The angle between the lines
`(x-1)/(2)=(y-2)/(1)=(z+3)/(2)` and `(x)/(1)=(y)/(1)=(z)/(0)` is

To find the angle between the given lines, we will follow these steps: ### Step 1: Identify the direction vectors of the lines. The first line is given by: \[ \frac{x-1}{2} = \frac{y-2}{1} = \frac{z+3}{2} \] From this, we can extract the direction vector \( \mathbf{D_1} \): \[ \mathbf{D_1} = \langle 2, 1, 2 \rangle \] The second line is given by: \[ \frac{x}{1} = \frac{y}{1} = \frac{z}{0} \] From this, we can extract the direction vector \( \mathbf{D_2} \): \[ \mathbf{D_2} = \langle 1, 1, 0 \rangle \] ### Step 2: Use the dot product formula to find the angle.

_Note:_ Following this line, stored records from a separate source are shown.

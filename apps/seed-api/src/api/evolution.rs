use axum::{
    extract::{Path, State},
    Json,
};
use chrono::Utc;
use seed_protocol::{
    ActivityReport, ApplySuggestionResponse, CompleteCycleRequest, CycleCompleteResponse,
    CycleStartResponse, EvolutionHealthResponse, EvolutionMetricsReport, EvolutionSnapshot,
    GrowthReport, InsightsReport, StartEngineRequest, StartEngineResponse, StopEngineResponse,
    SuggestionsReport,
};

use crate::{
    responses::{ApiError, Payload},
    AppState,
};

#[utoipa::path(
    get,
    path = "/api/evolution",
    tag = "Evolution",
    operation_id = "evolution_doc",
    description = "Engine status, metrics, seed growth, recent activity and suggestions.",
    responses(
        (status = 200, description = "Evolution snapshot", body = EvolutionSnapshot)
    )
)]
pub async fn evolution_snapshot(
    State(state): State<AppState>,
) -> Result<Json<EvolutionSnapshot>, ApiError> {
    Ok(Json(state.evolution().snapshot(Utc::now())))
}

#[utoipa::path(
    get,
    path = "/api/evolution/growth",
    tag = "Evolution",
    operation_id = "evolution_growth_doc",
    responses(
        (status = 200, description = "Seed growth, history and projections", body = GrowthReport)
    )
)]
pub async fn evolution_growth(
    State(state): State<AppState>,
) -> Result<Json<GrowthReport>, ApiError> {
    Ok(Json(state.evolution().growth(Utc::now())))
}

#[utoipa::path(
    get,
    path = "/api/evolution/insights",
    tag = "Evolution",
    operation_id = "evolution_insights_doc",
    responses(
        (status = 200, description = "Growth insights and recommendations", body = InsightsReport)
    )
)]
pub async fn evolution_insights(
    State(state): State<AppState>,
) -> Result<Json<InsightsReport>, ApiError> {
    Ok(Json(state.evolution().insights(Utc::now())))
}

#[utoipa::path(
    get,
    path = "/api/evolution/metrics",
    tag = "Evolution",
    operation_id = "evolution_metrics_doc",
    responses(
        (status = 200, description = "Evolution metrics and trends", body = EvolutionMetricsReport)
    )
)]
pub async fn evolution_metrics(
    State(state): State<AppState>,
) -> Result<Json<EvolutionMetricsReport>, ApiError> {
    Ok(Json(state.evolution().metrics(Utc::now())))
}

#[utoipa::path(
    get,
    path = "/api/evolution/activity",
    tag = "Evolution",
    operation_id = "evolution_activity_doc",
    responses(
        (status = 200, description = "Recent improvements", body = ActivityReport)
    )
)]
pub async fn evolution_activity(
    State(state): State<AppState>,
) -> Result<Json<ActivityReport>, ApiError> {
    Ok(Json(state.evolution().activity(Utc::now())))
}

#[utoipa::path(
    get,
    path = "/api/evolution/suggestions",
    tag = "Evolution",
    operation_id = "evolution_suggestions_doc",
    responses(
        (status = 200, description = "Suggestion catalog", body = SuggestionsReport)
    )
)]
pub async fn evolution_suggestions(
    State(state): State<AppState>,
) -> Result<Json<SuggestionsReport>, ApiError> {
    Ok(Json(state.evolution().suggestions(Utc::now())))
}

#[utoipa::path(
    get,
    path = "/api/evolution/health",
    tag = "Evolution",
    operation_id = "evolution_health_doc",
    responses(
        (status = 200, description = "Component health, seed health and vitals", body = EvolutionHealthResponse)
    )
)]
pub async fn evolution_health(
    State(state): State<AppState>,
) -> Result<Json<EvolutionHealthResponse>, ApiError> {
    Ok(Json(state.evolution().health(Utc::now())))
}

/// Mark the engine running. Body fields default to `automatic` and one cycle.
#[utoipa::path(
    post,
    path = "/api/evolution/start",
    tag = "Evolution",
    operation_id = "evolution_start_doc",
    request_body(content = StartEngineRequest, description = "Optional run parameters"),
    responses(
        (status = 200, description = "Engine started", body = StartEngineResponse),
        (status = 500, description = "Malformed body", body = seed_protocol::ErrorBody)
    )
)]
pub async fn evolution_start(
    State(state): State<AppState>,
    Payload(req): Payload<StartEngineRequest>,
) -> Result<Json<StartEngineResponse>, ApiError> {
    tracing::info!(mode = %req.mode, cycles = req.cycles, "evolution engine start requested");
    Ok(Json(state.evolution().start_engine(req, Utc::now())))
}

#[utoipa::path(
    post,
    path = "/api/evolution/stop",
    tag = "Evolution",
    operation_id = "evolution_stop_doc",
    responses(
        (status = 200, description = "Engine stopped", body = StopEngineResponse)
    )
)]
pub async fn evolution_stop(
    State(state): State<AppState>,
) -> Result<Json<StopEngineResponse>, ApiError> {
    tracing::info!("evolution engine stop requested");
    Ok(Json(state.evolution().stop_engine(Utc::now())))
}

/// Open the next cycle and advance seed growth.
#[utoipa::path(
    post,
    path = "/api/evolution/cycle/start",
    tag = "Evolution",
    operation_id = "evolution_cycle_start_doc",
    responses(
        (status = 200, description = "Cycle started", body = CycleStartResponse)
    )
)]
pub async fn cycle_start(
    State(state): State<AppState>,
) -> Result<Json<CycleStartResponse>, ApiError> {
    Ok(Json(state.evolution().start_cycle(state.rng(), Utc::now())))
}

/// Complete the current cycle and archive it.
#[utoipa::path(
    post,
    path = "/api/evolution/cycle/complete",
    tag = "Evolution",
    operation_id = "evolution_cycle_complete_doc",
    request_body(content = CompleteCycleRequest, description = "Improvements made during the cycle"),
    responses(
        (status = 200, description = "Cycle completed", body = CycleCompleteResponse),
        (status = 500, description = "Malformed body", body = seed_protocol::ErrorBody)
    )
)]
pub async fn cycle_complete(
    State(state): State<AppState>,
    Payload(req): Payload<CompleteCycleRequest>,
) -> Result<Json<CycleCompleteResponse>, ApiError> {
    Ok(Json(
        state
            .evolution()
            .complete_cycle(req.improvements, Utc::now()),
    ))
}

#[utoipa::path(
    post,
    path = "/api/evolution/suggestions/{id}/apply",
    tag = "Evolution",
    operation_id = "evolution_suggestion_apply_doc",
    params(("id" = String, Path, description = "Suggestion id, e.g. suggestion-1")),
    responses(
        (status = 200, description = "Suggestion queued", body = ApplySuggestionResponse),
        (status = 404, description = "Unknown suggestion", body = seed_protocol::ErrorBody)
    )
)]
pub async fn suggestion_apply(
    State(state): State<AppState>,
    Path(id): Path<String>,
) -> Result<Json<ApplySuggestionResponse>, ApiError> {
    match state.evolution().apply_suggestion(&id, Utc::now()) {
        Some(applied) => {
            tracing::info!(suggestion = %id, application = %applied.application_id, "suggestion applied");
            Ok(Json(applied))
        }
        None => Err(ApiError::not_found("Suggestion", id)),
    }
}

The formula for the angle \( \theta \) between two vectors \( \mathbf{D_1} \) and \( \mathbf{D_2} \) is given by: \[ \mathbf{D_1} \cdot \mathbf{D_2} = |\mathbf{D_1}| |\mathbf{D_2}| \cos \theta \] ### Step 3: Calculate the dot product \( \mathbf{D_1} \cdot \mathbf{D_2} \). \[ \mathbf{D_1} \cdot \mathbf{D_2} = (2)(1) + (1)(1) + (2)(0) = 2 + 1 + 0 = 3 \] ### Step 4: Calculate the magnitudes of \( \mathbf{D_1} \) and \( \mathbf{D_2} \). \[ |\mathbf{D_1}| = \sqrt{2^2 + 1^2 + 2^2} = \sqrt{4 + 1 + 4} = \sqrt{9} = 3 \] \[ |\mathbf{D_2}| = \sqrt{1^2 + 1^2 + 0^2} = \sqrt{1 + 1} = \sqrt{2} \] ### Step 5: Substitute into the formula to find \( \cos \theta \). \[ \cos \theta = \frac{\mathbf{D_1} \cdot \mathbf{D_2}}{|\mathbf{D_1}| |\mathbf{D_2}|} = \frac{3}{3 \cdot \sqrt{2}} = \frac{1}{\sqrt{2}} \] ### Step 6: Find the angle \( \theta \). To find \( \theta \), we take the inverse cosine: \[ \theta = \cos^{-1}\left(\frac{1}{\sqrt{2}}\right) = 45^\circ \] ### Conclusion The angle between the two lines is \( 45^\circ \). ---